Bierflaschen standen im ganzen Zimmer herum, alle leer. Seit vier Monaten war Francis nicht mehr aus der Wohnung gekommen. Der Laden lag um die Ecke, doch Francis war nicht mal fähig, Schuhe anzuziehen und aus der Tür zu treten. Alles in dem 2- Zimmer- Appartement stank, von dem Berg ungespülten Geschirrs in der Küche über die überall herumstehenden Aschenbecher bis zu den schimmeligen Fugen im Bad. Francis, 33 Jahre alt, arbeitslos, geschieden, saß Tag für Tag in seinem Sessel und rührte sich nicht. Links und rechts neben ihm, überall leere Bierflaschen. Keiner der Nachbarn sah ihn mehr, die Korridore des Wohnblocks blieben von seiner Anwesenheit verschont. Sein Briefkastenfach am Eingang quoll über von Werbung und Rechnungen und wurde seit vier Monaten nie geleert. Kein einziger persönlicher Brief, keine Postkarte eines Freundes; Francis hatte keine Freunde mehr. Früher hatte seine Frau die Post morgens heraufgeholt, doch vor vier Monaten hatte sie ihn endgültig verlassen. Die Einsamkeit überkommt einen schnell, wenn man ein geliebtes Wesen verliert. Die Einsamkeit lädt Freunde in die Wohnung ein. Neue Freunde. Bierflaschen. Sie halten Einzug, bevölkern den Wohnzimmertisch, den Bücherschrank, den Fernsehsessel. Francis sah die Bierflaschen nicht, seine Augen waren geschlossen. Er saß still und starr auf dem Sofa, tagein, tagaus. Bier war oft, seit es mit seiner Frau nicht mehr lief, sein Trost gewesen. Doch wie soll dieser Saft wirklich trösten? Seit vier Monaten war Francis’ Wohnungstür nicht mehr aufgegangen. Seit vier Monaten war keine Bierflasche mehr bewegt worden. Francis saß entseelt mit aufgeschnittenen Venen, das Messer noch in der Hand, in dem Sessel. Seit vier Monaten.

 

Hallo Milch!

Herzlich willkommen auf kg.de! :)

Ich finde die Art der Betrachtung ganz interessant, wirkt auf mich fast ein bisschen sarkastisch, aber es ist nichts wirklich Bewegendes, und irgendwie ist sie auch für eine richtige Geschichte in meinen Augen zu wenig. Ein bisschen mehr ins Detail und in die Tiefe könntest Du ruhig gehen, dann würde das schon werden. Ich erfahre zwar ein bisschen von Francis, im Grunde bleibt er mir jedoch ein Fremder. Obwohl ich wirklich interessant finde, wie Du erst so erzählst, als säße er einfach da, man hält es für lethargisch, und erst dann bekommt man mit, daß es sich eigentlich um einen Toten handelt. Aber wenn Du schon rückblickst, kannst Du es auch gleich ein bisschen weniger oberflächlich gestalten, ohne daß der Effekt dabei verloren geht. ;)

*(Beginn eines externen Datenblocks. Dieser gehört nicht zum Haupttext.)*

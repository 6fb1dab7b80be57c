use axum::{
    http::StatusCode,
    response::{IntoResponse, Response},
};

use crate::{
    model::{api::ErrorKind, input::ValidationError},
    server::error::error_response,
};

impl IntoResponse for ValidationError {
    fn into_response(self) -> Response {
        tracing::debug!("Rejected request: {}", self);

        error_response(
            StatusCode::BAD_REQUEST,
            ErrorKind::ValidationError,
            self.to_string(),
        )
    }
}
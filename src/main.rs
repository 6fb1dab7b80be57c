use atlas::server::{config::Config, model::app::AppState, router, startup};
use tokio::net::TcpListener;

#[tokio::main]
async fn main() {
    dotenvy::dotenv().ok();
    startup::init_tracing();

    let config = match Config::from_env() {
        Ok(config) => config,
        Err(e) => {
            tracing::error!("Configuration error: {}", e);
            std::process::exit(1);
        }
    };

    if let Err(e) = run(config).await {
        tracing::error!("Server error: {}", e);
        std::process::exit(1);
    }
}

async fn run(config: Config) -> Result<(), atlas::server::error::Error> {
    let country_client = startup::build_country_client(&config)?;
    let session = startup::connect_to_session(&config).await?;
    let db = startup::connect_to_database(&config).await?;
    let cors = startup::build_cors(&config)?;

    let app = router::app(AppState { db, country_client }, config.static_dir.clone())
        .layer(session)
        .layer(cors);

    let address = format!("0.0.0.0:{}", config.port);
    let listener = TcpListener::bind(&address).await?;

    tracing::info!("Atlas listening on {address}");

    axum::serve(listener, app)
        .with_graceful_shutdown(startup::shutdown_signal())
        .await?;

    tracing::info!("Server stopped");

    Ok(())
}
use chrono::Utc;
use sea_orm::{
    sea_query::OnConflict, ActiveValue, ColumnTrait, ConnectionTrait, DbErr, DeleteResult,
    EntityTrait, QueryFilter, QueryOrder, QuerySelect,
};

use entity::atlas_favorite::Column;

pub struct FavoriteRepository<'a, C: ConnectionTrait> {
    db: &'a C,
}

impl<'a, C: ConnectionTrait> FavoriteRepository<'a, C> {
    /// Creates a new instance of [`FavoriteRepository`]
    pub fn new(db: &'a C) -> Self {
        Self { db }
    }

    /// Inserts a favorite, doing nothing if the pair already exists
    ///
    /// Returns the number of rows inserted, 0 when the favorite was already present.
    pub async fn insert(&self, user_id: i32, country_code: &str) -> Result<u64, DbErr> {
        let favorite = entity::atlas_favorite::ActiveModel {
            user_id: ActiveValue::Set(user_id),
            country_code: ActiveValue::Set(country_code.to_string()),
            created_at: ActiveValue::Set(Utc::now().naive_utc()),
        };

        entity::prelude::AtlasFavorite::insert(favorite)
            .on_conflict(
                OnConflict::columns([Column::UserId, Column::CountryCode])
                    .do_nothing()
                    .to_owned(),
            )
            .exec_without_returning(self.db)
            .await
    }

    /// Deletes a favorite
    ///
    /// Returns OK regardless of the favorite existing, to confirm the deletion result
    /// check the [`DeleteResult::rows_affected`] field.
    pub async fn delete(&self, user_id: i32, country_code: &str) -> Result<DeleteResult, DbErr> {
        entity::prelude::AtlasFavorite::delete_by_id((user_id, country_code.to_string()))
            .exec(self.db)
            .await
    }

    /// Gets the country codes a user has favorited, sorted ascending
    pub async fn get_codes_by_user_id(&self, user_id: i32) -> Result<Vec<String>, DbErr> {
        entity::prelude::AtlasFavorite::find()
            .select_only()
            .column(Column::CountryCode)
            .filter(Column::UserId.eq(user_id))
            .order_by_asc(Column::CountryCode)
            .into_tuple::<String>()
            .all(self.db)
            .await
    }
}
use atlas::{
    model::user::{LoginDto, RegisterDto},
    server::{
        controller::auth::{get_user, login, logout, register},
        model::{app::AppState, session::user::SessionUserId},
    },
};
use axum::{extract::State, http::StatusCode, Json};

use super::*;

fn ada() -> RegisterDto {
    RegisterDto {
        name: "Ada".to_string(),
        email: "Ada@Example.com".to_string(),
        password: "correct horse".to_string(),
    }
}

fn ada_login(password: &str) -> LoginDto {
    LoginDto {
        email: "ada@example.com".to_string(),
        password: password.to_string(),
    }
}

mod register {
    use super::*;

    /// Expect 201 with the new user, who is logged in afterwards
    #[tokio::test]
    async fn creates_user_and_logs_in() -> Result<(), TestError> {
        let test = TestBuilder::new().with_atlas_tables().build().await?;
        let state: AppState = test.to_app_state();

        let result = register(State(state), test.session.clone(), Ok(Json(ada()))).await;

        let response = into_response(result);
        assert_eq!(response.status(), StatusCode::CREATED);
        let body = body_json(response).await;
        assert_eq!(body["email"], "ada@example.com");
        assert_eq!(
            SessionUserId::get(&test.session).await.unwrap(),
            body["id"].as_i64().map(|id| id as i32)
        );

        Ok(())
    }

    /// Expect 409 Conflict when the email is already registered
    #[tokio::test]
    async fn conflict_for_duplicate_email() -> Result<(), TestError> {
        let test = TestBuilder::new().with_atlas_tables().build().await?;
        let state: AppState = test.to_app_state();

        let first = register(State(state.clone()), test.session.clone(), Ok(Json(ada()))).await;
        assert!(first.is_ok());
        let second = register(State(state), test.session.clone(), Ok(Json(ada()))).await;

        let response = into_response(second);
        assert_eq!(response.status(), StatusCode::CONFLICT);
        assert_eq!(body_json(response).await["kind"], "Conflict");

        Ok(())
    }

    /// Expect 400 for a password that is too short, without logging in
    #[tokio::test]
    async fn rejects_short_password() -> Result<(), TestError> {
        let test = TestBuilder::new().with_atlas_tables().build().await?;
        let state: AppState = test.to_app_state();
        let payload = RegisterDto {
            password: "short".to_string(),
            ..ada()
        };

        let result = register(State(state), test.session.clone(), Ok(Json(payload))).await;

        let response = into_response(result);
        assert_eq!(response.status(), StatusCode::BAD_REQUEST);
        assert_eq!(body_json(response).await["kind"], "ValidationError");
        assert_eq!(SessionUserId::get(&test.session).await.unwrap(), None);

        Ok(())
    }
}

mod login {
    use super::*;

    /// Expect 200 with the user for the registered credentials
    #[tokio::test]
    async fn logs_in_with_valid_credentials() -> Result<(), TestError> {
        let test = TestBuilder::new().with_atlas_tables().build().await?;
        let state: AppState = test.to_app_state();
        let registered = register(State(state.clone()), test.session.clone(), Ok(Json(ada()))).await;
        assert!(registered.is_ok());
        test.session.flush().await?;

        let result = login(
            State(state),
            test.session.clone(),
            Ok(Json(ada_login("correct horse"))),
        )
        .await;

        let response = into_response(result);
        assert_eq!(response.status(), StatusCode::OK);
        assert_eq!(body_json(response).await["name"], "Ada");
        assert!(SessionUserId::get(&test.session).await.unwrap().is_some());

        Ok(())
    }

    /// Expect 401 for a wrong password
    #[tokio::test]
    async fn unauthorized_for_wrong_password() -> Result<(), TestError> {
        let test = TestBuilder::new().with_atlas_tables().build().await?;
        let state: AppState = test.to_app_state();
        let registered = register(State(state.clone()), test.session.clone(), Ok(Json(ada()))).await;
        assert!(registered.is_ok());
        test.session.flush().await?;

        let result = login(
            State(state),
            test.session.clone(),
            Ok(Json(ada_login("battery staple"))),
        )
        .await;

        let response = into_response(result);
        assert_eq!(response.status(), StatusCode::UNAUTHORIZED);
        assert_eq!(body_json(response).await["kind"], "Unauthorized");
        assert_eq!(SessionUserId::get(&test.session).await.unwrap(), None);

        Ok(())
    }

    /// Expect 401 for an email nobody registered
    #[tokio::test]
    async fn unauthorized_for_unknown_email() -> Result<(), TestError> {
        let test = TestBuilder::new().with_atlas_tables().build().await?;
        let state: AppState = test.to_app_state();

        let result = login(
            State(state),
            test.session.clone(),
            Ok(Json(ada_login("correct horse"))),
        )
        .await;

        assert_eq!(into_response(result).status(), StatusCode::UNAUTHORIZED);

        Ok(())
    }
}

mod logout {
    use super::*;

    /// Expect 200 and an empty session after logging out
    #[tokio::test]
    async fn clears_session() -> Result<(), TestError> {
        let mut test = TestBuilder::new().with_atlas_tables().build().await?;
        let user = test.user().insert_user("Ada", "ada@example.com").await?;
        SessionUserId::insert(&test.session, user.id).await.unwrap();

        let result = logout(test.session.clone()).await;

        let response = into_response(result);
        assert_eq!(response.status(), StatusCode::OK);
        assert_eq!(body_json(response).await["message"], "Logged out");
        assert_eq!(SessionUserId::get(&test.session).await.unwrap(), None);

        Ok(())
    }

    /// Expect 200 when there is no session to clear
    #[tokio::test]
    async fn succeeds_without_session() -> Result<(), TestError> {
        let test = TestBuilder::new().build().await?;

        let result = logout(test.session.clone()).await;

        assert_eq!(into_response(result).status(), StatusCode::OK);

        Ok(())
    }
}

mod get_user {
    use super::*;

    /// Expect the user bound to the session
    #[tokio::test]
    async fn returns_session_user() -> Result<(), TestError> {
        let mut test = TestBuilder::new().with_atlas_tables().build().await?;
        let user = test.user().insert_user("Ada", "ada@example.com").await?;
        SessionUserId::insert(&test.session, user.id).await.unwrap();
        let state: AppState = test.to_app_state();

        let result = get_user(State(state), test.session.clone()).await;

        let response = into_response(result);
        assert_eq!(response.status(), StatusCode::OK);
        assert_eq!(body_json(response).await["id"], user.id);

        Ok(())
    }

    /// Expect 401 without a session
    #[tokio::test]
    async fn unauthorized_without_session() -> Result<(), TestError> {
        let test = TestBuilder::new().with_atlas_tables().build().await?;
        let state: AppState = test.to_app_state();

        let result = get_user(State(state), test.session.clone()).await;

        assert_eq!(into_response(result).status(), StatusCode::UNAUTHORIZED);

        Ok(())
    }
}
//! Raw REST Countries record schema.
//!
//! Field names follow the upstream JSON. Every field is optional because the upstream
//! omits keys freely (Antarctica has no capital, Bouvet Island no languages, ...).

use std::collections::BTreeMap;

use serde::{Deserialize, Serialize};

#[derive(Debug, Clone, Default, PartialEq, Serialize, Deserialize)]
#[serde(default, rename_all = "camelCase")]
pub struct Country {
    pub cca3: Option<String>,
    pub name: Option<CountryName>,
    /// Keyed by ISO 639-2 language code (`deu`, `zho`, ...).
    pub translations: Option<BTreeMap<String, Translation>>,
    pub population: Option<u64>,
    /// Square kilometres.
    pub area: Option<f64>,
    pub capital: Option<Vec<String>>,
    pub region: Option<String>,
    pub subregion: Option<String>,
    pub continents: Option<Vec<String>>,
    pub languages: Option<BTreeMap<String, String>>,
    pub currencies: Option<BTreeMap<String, Currency>>,
    pub timezones: Option<Vec<String>>,
    pub borders: Option<Vec<String>>,
    pub idd: Option<Idd>,
    pub tld: Option<Vec<String>>,
    pub independent: Option<bool>,
    pub un_member: Option<bool>,
    pub car: Option<Car>,
    pub latlng: Option<Vec<f64>>,
    pub flags: Option<Flags>,
}

#[derive(Debug, Clone, Default, PartialEq, Serialize, Deserialize)]
#[serde(default)]
pub struct CountryName {
    pub common: Option<String>,
    pub official: Option<String>,
}

#[derive(Debug, Clone, Default, PartialEq, Serialize, Deserialize)]
#[serde(default)]
pub struct Translation {
    pub common: Option<String>,
    pub official: Option<String>,
}

#[derive(Debug, Clone, Default, PartialEq, Serialize, Deserialize)]
#[serde(default)]
pub struct Currency {
    pub name: Option<String>,
    pub symbol: Option<String>,
}

/// International direct dialling prefix, split into root (`+3`) and suffixes (`3`).
#[derive(Debug, Clone, Default, PartialEq, Serialize, Deserialize)]
#[serde(default)]
pub struct Idd {
    pub root: Option<String>,
    pub suffixes: Option<Vec<String>>,
}

#[derive(Debug, Clone, Default, PartialEq, Serialize, Deserialize)]
#[serde(default)]
pub struct Car {
    pub side: Option<String>,
}

#[derive(Debug, Clone, Default, PartialEq, Serialize, Deserialize)]
#[serde(default)]
pub struct Flags {
    pub png: Option<String>,
    pub svg: Option<String>,
    pub alt: Option<String>,
}

/// The upstream answers `/alpha/{code}` with an array, but older deployments answer
/// with a bare object.
#[derive(Deserialize)]
#[serde(untagged)]
pub(crate) enum OneOrMany {
    Many(Vec<Country>),
    One(Box<Country>),
}

impl From<OneOrMany> for Vec<Country> {
    fn from(value: OneOrMany) -> Self {
        match value {
            OneOrMany::Many(countries) => countries,
            OneOrMany::One(country) => vec![*country],
        }
    }
}
//! Test context returned by [`TestBuilder`](crate::TestBuilder).

use std::sync::Arc;

use mockito::{Mock, Server, ServerGuard};
use sea_orm::{sea_query::TableCreateStatement, ConnectionTrait, Database, DatabaseConnection};
use tower_sessions::{MemoryStore, Session};

use crate::{constant::TEST_USER_AGENT, error::TestError};

/// A configured test environment.
///
/// ```ignore
/// let mut test = TestBuilder::new()
///     .with_atlas_tables()
///     .with_alpha_endpoint("FRA", vec![country_json("FRA", "France")], 1)
///     .build()
///     .await?;
///
/// let user = test.user().insert_user("Ada", "ada@example.com").await?;
/// let state: AppState = test.to_app_state();
///
/// test.assert_mocks();
/// ```
pub struct TestContext {
    /// In-memory SQLite database
    pub db: DatabaseConnection,
    /// Country client pointed at the mock server
    pub country_client: country_api::Client,
    /// Session backed by an in-memory store
    pub session: Session,

    /// Mock REST Countries server
    pub(crate) server: ServerGuard,
    /// Endpoints to verify in [`assert_mocks`](Self::assert_mocks)
    pub(crate) mocks: Vec<Mock>,
}

impl TestContext {
    /// Converts the database and country client into application state.
    ///
    /// Keeps this crate free of a dependency on the main crate:
    ///
    /// ```ignore
    /// let state: AppState = test.to_app_state();
    /// ```
    pub fn to_app_state<T>(&self) -> T
    where
        T: From<(DatabaseConnection, country_api::Client)>,
    {
        T::from((self.db.clone(), self.country_client.clone()))
    }

    /// Asserts every endpoint registered through the builder was called as expected.
    ///
    /// # Panics
    /// Panics if any endpoint was called a different number of times than expected.
    pub fn assert_mocks(&self) {
        for mock in &self.mocks {
            mock.assert();
        }
    }

    pub(crate) async fn new() -> Result<Self, TestError> {
        let server = Server::new_async().await;

        let country_client = country_api::Client::builder()
            .base_url(&server.url())
            .user_agent(TEST_USER_AGENT)
            .build()?;

        let store = Arc::new(MemoryStore::default());
        let session = Session::new(None, store, None);

        let db = Database::connect("sqlite::memory:").await?;

        Ok(TestContext {
            db,
            country_client,
            session,
            server,
            mocks: Vec::new(),
        })
    }

    pub(crate) async fn with_tables(
        &self,
        stmts: Vec<TableCreateStatement>,
    ) -> Result<(), TestError> {
        for stmt in stmts {
            self.db.execute(&stmt).await?;
        }

        Ok(())
    }
}
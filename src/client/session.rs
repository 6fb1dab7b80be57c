//! Login-scoped client state.
//!
//! A [`ClientSession`] exists only while a user is logged in. Creating one authenticates
//! and loads the user's favorites; [`ClientSession::logout`] consumes it and wipes the
//! local favorites cache.

use std::sync::Arc;

use crate::{
    client::{
        api::ApiClient,
        error::ClientError,
        favorites::FavoritesSync,
        storage::{self, KeyValueStore},
    },
    model::user::{LoginDto, RegisterDto, UserDto},
};

pub struct ClientSession {
    api: ApiClient,
    store: Arc<dyn KeyValueStore>,
    user: UserDto,
    favorites: FavoritesSync<ApiClient>,
}

impl ClientSession {
    /// Creates an account and logs it in.
    pub async fn register(
        api: ApiClient,
        store: Arc<dyn KeyValueStore>,
        payload: &RegisterDto,
    ) -> Result<Self, ClientError> {
        payload.validate()?;

        let user = api.register(payload).await?;

        Ok(Self::start(api, store, user).await)
    }

    pub async fn login(
        api: ApiClient,
        store: Arc<dyn KeyValueStore>,
        payload: &LoginDto,
    ) -> Result<Self, ClientError> {
        let user = api.login(payload).await?;

        Ok(Self::start(api, store, user).await)
    }

    /// Resumes the session of an existing cookie, `None` when the server doesn't know it.
    pub async fn restore(
        api: ApiClient,
        store: Arc<dyn KeyValueStore>,
    ) -> Result<Option<Self>, ClientError> {
        match api.current_user().await {
            Ok(user) => Ok(Some(Self::start(api, store, user).await)),
            Err(e) if e.is_unauthorized() => Ok(None),
            Err(e) => Err(e),
        }
    }

    async fn start(api: ApiClient, store: Arc<dyn KeyValueStore>, user: UserDto) -> Self {
        tracing::debug!("Starting session for user {}", user.id);

        let favorites = FavoritesSync::new(api.clone(), store.clone());

        // A failed load keeps the cached favorites until the next load
        if let Err(e) = favorites.load_favorites().await {
            tracing::warn!("Failed to load favorites for user {}: {e}", user.id);
        }

        Self {
            api,
            store,
            user,
            favorites,
        }
    }

    pub fn user(&self) -> &UserDto {
        &self.user
    }

    pub fn favorites(&self) -> &FavoritesSync<ApiClient> {
        &self.favorites
    }

    pub fn api(&self) -> &ApiClient {
        &self.api
    }

    /// Ends the session on the server and clears the local favorites cache.
    ///
    /// The cache is cleared even when the server call fails.
    pub async fn logout(self) -> Result<(), ClientError> {
        let result = self.api.logout().await;

        storage::clear_favorites(self.store.as_ref())?;

        result
    }
}
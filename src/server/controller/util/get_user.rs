use tower_sessions::Session;

use crate::{
    model::user::UserDto,
    server::{
        error::{auth::AuthError, Error},
        model::{app::AppState, session::user::SessionUserId},
        service::auth::AuthService,
    },
};

/// Retrieves user information from session and then from database
///
/// Gate for every route that needs a logged in user, call it before touching any
/// user-scoped data.
///
/// # Returns
/// - `Ok(UserDto)`: User found
/// - `Err(Error::AuthError(AuthError::UserNotInSession))`: User ID not present in session
/// - `Err(Error::AuthError(AuthError::UserNotInDatabase))`: User ID exists in session but not
///   found in database (session is cleared)
/// - `Err(Error)`: Internal errors (database query failures, session errors, etc.)
pub async fn get_user_from_session(state: &AppState, session: &Session) -> Result<UserDto, Error> {
    let Some(user_id) = SessionUserId::get(session).await? else {
        return Err(Error::AuthError(AuthError::UserNotInSession));
    };

    let Some(user) = AuthService::new(&state.db).get_user(user_id).await? else {
        session.clear().await;

        tracing::debug!(
            "Session cleared for user ID {} with active session but was not found in database",
            user_id
        );

        return Err(Error::AuthError(AuthError::UserNotInDatabase(user_id)));
    };

    Ok(user)
}
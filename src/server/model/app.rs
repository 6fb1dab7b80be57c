use sea_orm::DatabaseConnection;

/// State shared by every handler.
#[derive(Clone)]
pub struct AppState {
    pub db: DatabaseConnection,
    pub country_client: country_api::Client,
}

impl From<(DatabaseConnection, country_api::Client)> for AppState {
    fn from((db, country_client): (DatabaseConnection, country_api::Client)) -> Self {
        Self { db, country_client }
    }
}
//! Country lookups against the REST Countries API.
//!
//! The upstream is called once per request with no caching or retry. Its responses are
//! normalized into [`CountryDto`] so handlers never expose the raw, sparsely populated
//! upstream schema.

pub mod normalize;

use country_api::model::Country;

use crate::{
    model::{
        country::CountryDto,
        input::{CountryCode, Language, Region},
    },
    server::{
        error::{country::CountryError, Error},
        service::country::normalize::normalize,
    },
};

/// Filter for [`CountryService::list_countries`]
#[derive(Clone, Debug, Default)]
pub struct CountryFilter {
    pub region: Option<Region>,
    /// Already trimmed, non-empty name fragment
    pub name: Option<String>,
    pub language: Language,
}

pub struct CountryService<'a> {
    client: &'a country_api::Client,
}

impl<'a> CountryService<'a> {
    /// Creates a new instance of [`CountryService`]
    ///
    /// # Arguments
    /// - `client` - REST Countries client, bounded by its request timeout
    pub fn new(client: &'a country_api::Client) -> Self {
        Self { client }
    }

    /// Fetches one country by cca3 code
    ///
    /// # Arguments
    /// - `code` - Validated country code
    /// - `language` - Language of the display name
    ///
    /// # Returns
    /// - `Ok(CountryDto)` - The country, with its display name in `language`
    /// - `Err(Error::CountryError(CountryError::NotFound))` - No country has this cca3 code
    /// - `Err(Error::CountryError(CountryError::UpstreamUnavailable))` - Upstream request failed
    pub async fn fetch_country_by_code(
        &self,
        code: &CountryCode,
        language: Language,
    ) -> Result<CountryDto, Error> {
        let countries = match self.client.country_by_code(code.as_str()).await {
            Ok(countries) => countries,
            Err(err) if err.is_not_found() => {
                return Err(CountryError::NotFound(code.to_string()).into())
            }
            Err(err) => return Err(CountryError::UpstreamUnavailable(err).into()),
        };

        // `/alpha` also resolves cca2, ccn3 and cioc codes, only an exact cca3 match counts
        countries
            .into_iter()
            .find(|country| {
                country
                    .cca3
                    .as_deref()
                    .is_some_and(|cca3| cca3.trim().eq_ignore_ascii_case(code.as_str()))
            })
            .and_then(|country| normalize(country, language))
            .ok_or_else(|| CountryError::NotFound(code.to_string()).into())
    }

    /// Lists countries matching the filter, sorted by display name then code
    ///
    /// A name fragment matching no country is an empty list, not an error.
    ///
    /// # Arguments
    /// - `filter` - Optional region, name fragment and display language
    ///
    /// # Returns
    /// - `Ok(Vec<CountryDto>)` - Matching countries, records without a code dropped
    /// - `Err(Error::CountryError(CountryError::UpstreamUnavailable))` - Upstream request failed
    pub async fn list_countries(&self, filter: &CountryFilter) -> Result<Vec<CountryDto>, Error> {
        let countries = match (&filter.region, &filter.name) {
            (Some(region), _) => self.client.countries_by_region(region.name()).await,
            (None, Some(name)) => self.client.countries_by_name(name).await,
            (None, None) => self.client.all_countries().await,
        };

        let countries: Vec<Country> = match countries {
            Ok(countries) => countries,
            Err(err) if err.is_not_found() => Vec::new(),
            Err(err) => return Err(CountryError::UpstreamUnavailable(err).into()),
        };

        let needle = filter.name.as_deref().map(str::to_lowercase);

        let mut dtos: Vec<CountryDto> = countries
            .into_iter()
            .filter_map(|country| normalize(country, filter.language))
            .filter(|dto| match (&filter.region, &needle) {
                // The upstream only filtered by region, apply the name locally
                (Some(_), Some(needle)) => name_matches(dto, needle),
                _ => true,
            })
            .collect();

        dtos.sort_by(|a, b| {
            a.name
                .display
                .to_lowercase()
                .cmp(&b.name.display.to_lowercase())
                .then_with(|| a.code.cmp(&b.code))
        });
        dtos.dedup_by(|a, b| a.code == b.code);

        tracing::debug!(
            region = ?filter.region,
            name = ?filter.name,
            count = dtos.len(),
            "Listed countries"
        );

        Ok(dtos)
    }
}

fn name_matches(dto: &CountryDto, needle: &str) -> bool {
    let official = dto.name.official.as_deref().unwrap_or_default();

    [dto.name.common.as_str(), official, dto.name.display.as_str()]
        .iter()
        .any(|name| name.to_lowercase().contains(needle))
}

Wenn ich es richtig verstehe, standen die Bierflaschen schon da, als seine Frau ihn verließ? Also bezieht sich der Satz "Bier war oft, seit es mit seiner Frau nicht mehr lief, sein Trost gewesen" auf die Zeit, als sie noch da war? - Zumindest wirkt es so, da alles vier Monate her ist, sowohl, daß seine Frau ihn verlassen hat, als auch, daß er sich die Pulsadern aufgeschnitten hat. Aber ich bin mir nicht sicher, ob Du das so gemeint hast, drum mach ich Dich drauf aufmerksam - gegebenenfalls kannst Du es ja in die gewünschte Richtung deutlicher machen. ;)

Aber einen Kritikpunkt hab ich schon: Wenn der Kerl seit vier Monaten tot in der Wohnung liegt, dann stinkt es nicht, wie beschrieben "von dem Berg ungespülten Geschirrs in der Küche über die überall herumstehenden Aschenbecher bis zu den schimmeligen Fugen im Bad", sondern dann muß der Verwesungsgestank so stark sein, daß er auch den Nachbarn auffallen muß...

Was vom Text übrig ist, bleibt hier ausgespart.